Sob a ironia afiada de Zéka Netta
Eu sorrio largo. Largo mesmo. Daqueles que mostram todos os dentes — e talvez escondam todos os dentes também, atrás da prótese paga em 18 x a hora caríssimos, enquanto os políticos fazem implantes e placas de porcelana.
Estendo o pão com a unha vermelha impecável, enquanto o brilho da fantasia distrai seus olhos. Você olha para o verde, para o dourado, para o meu rebolado simbólico… e nem percebe o quanto o gesto é antigo.
Eu sou o palco. Sou o batuque. Sou o confete que cai enquanto decisões pesadas passam despercebidas.
Te entrego o pão.
Te ofereço o espetáculo.
E ainda faço parecer celebração.
Você aplaude. Eu sorrio mais.
Quanto mais você ri, menos você pergunta.
Não é sobre o carnaval. Nunca foi.
É sobre o que acontece enquanto o samba toca.
Eu, Zéka Netta, digo na lata:
O problema não é a festa — é quando ela vira anestesia.
O perigo não é o riso — é quando ele substitui o pensamento.
E enquanto você decide se dança ou se lê…
Eu continuo aqui, com o pão na mão e o circo armado.

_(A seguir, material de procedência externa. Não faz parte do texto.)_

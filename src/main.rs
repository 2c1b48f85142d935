use clap::{Parser, Subcommand};
use std::path::PathBuf;
use tracing::{info, Level};
use tracing_subscriber::FmtSubscriber;

use mindrec::loader::load_catalog;
use mindrec::{EvalConfig, Evaluator, Normalizer, RankingSession, SessionConfig};

/// Content-based recommendations from tagged catalogs
#[derive(Parser, Debug)]
#[command(name = "mindrec")]
#[command(about = "Content-based movie recommendation and evaluation", long_about = None)]
struct Args {
    /// Log level
    #[arg(long, default_value = "info")]
    log_level: String,

    #[command(subcommand)]
    command: Command,
}

#[derive(Subcommand, Debug)]
enum Command {
    /// Rank the items most similar to a title
    Recommend {
        /// Path to the catalog CSV (title,tags columns)
        #[arg(short, long)]
        catalog: PathBuf,

        /// Query title
        #[arg(short, long)]
        title: String,

        /// Number of recommendations
        #[arg(long, default_value_t = 5)]
        top_k: usize,
    },
    /// Evaluate ranking quality over the whole catalog
    Evaluate {
        /// Path to the catalog CSV (title,tags columns)
        #[arg(short, long)]
        catalog: PathBuf,

        /// Recommendation list length per query
        #[arg(long, default_value_t = 5)]
        k: usize,

        /// Minimum shared tags for boolean relevance
        #[arg(long, default_value_t = 3)]
        min_common: usize,

        /// Print the report as JSON
        #[arg(long)]
        json: bool,
    },
}

fn main() -> anyhow::Result<()> {
    let args = Args::parse();

    let log_level = match args.log_level.as_str() {
        "trace" => Level::TRACE,
        "debug" => Level::DEBUG,
        "info" => Level::INFO,
        "warn" => Level::WARN,
        "error" => Level::ERROR,
        _ => Level::INFO,
    };

    let subscriber = FmtSubscriber::builder()
        .with_max_level(log_level)
        .finish();
    tracing::subscriber::set_global_default(subscriber)?;

    match args.command {
        Command::Recommend {
            catalog,
            title,
            top_k,
        } => {
            let session = build_session(&catalog)?;
            let titles = session.recommend(&title, top_k)?;
            for (rank, recommended) in titles.iter().enumerate() {
                println!("{}. {}", rank + 1, recommended);
            }
        }
        Command::Evaluate {
            catalog,
            k,
            min_common,
            json,
        } => {
            let session = build_session(&catalog)?;
            let evaluator = Evaluator::new(EvalConfig { k, min_common });
            let report = evaluator.run(&session)?;

            if json {
                println!("{}", serde_json::to_string_pretty(&report)?);
            } else {
                println!("queries:        {}", report.queries);
                println!("k:              {}", report.k);
                println!("precision@k:    {:.4}", report.mean_precision);
                println!("recall@k:       {:.4}", report.mean_recall);
                println!("mrr:            {:.4}", report.mean_mrr);
                println!("ndcg@k:         {:.4}", report.mean_ndcg);
                println!("coverage:       {:.4}", report.coverage);
                println!("diversity:      {:.4}", report.diversity);
            }
        }
    }

    Ok(())
}

fn build_session(catalog_path: &PathBuf) -> anyhow::Result<RankingSession> {
    info!("Starting mindrec v{}", env!("CARGO_PKG_VERSION"));
    info!("Catalog: {:?}", catalog_path);

    let catalog = load_catalog(catalog_path)?;
    info!("Loaded {} items", catalog.len());

    let session = RankingSession::build(
        catalog,
        &Normalizer::default(),
        &SessionConfig::default(),
    )?;
    info!(
        "Session ready: vocabulary size {}, matrix {}x{}",
        session.vocabulary().len(),
        session.similarity().len(),
        session.similarity().len()
    );

    Ok(session)
}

Talvez pela crônica você 🫵 sibta-se perdido(a) vamos mastigar um pouco da história de onde vem... Quem registrou isso foi Juvenal, poeta romano...
A historicidade de “Pão e Circo”
A expressão vem do latim panem et circenses, registrada pelo poeta romano Juvenal, no final do século I d.C., durante o Império Romano. Em suas Sátiras, Juvenal criticava o povo de Roma por ter abandonado sua participação política ativa em troca de benefícios imediatos: distribuição gratuita de trigo (o pão) e espetáculos públicos (os circos).
O contexto romano
Após a transição da República para o Império, especialmente sob governantes como Augusto, o poder foi centralizado. Para evitar revoltas em uma cidade superpopulosa e socialmente desigual como Roma, o Estado organizava:
Distribuição de grãos (annona) para garantir a subsistência básica.
Jogos públicos em espaços como o Coliseu.
Corridas de bigas no Circo Máximo.
Esses eventos eram grandiosos, gratuitos e constantes. Mantinham a população entretida, emocionalmente envolvida e, sobretudo, politicamente passiva.
Juvenal observava, com ironia amarga, que o povo que antes exigia poder e participação agora só pedia “pão e circo”.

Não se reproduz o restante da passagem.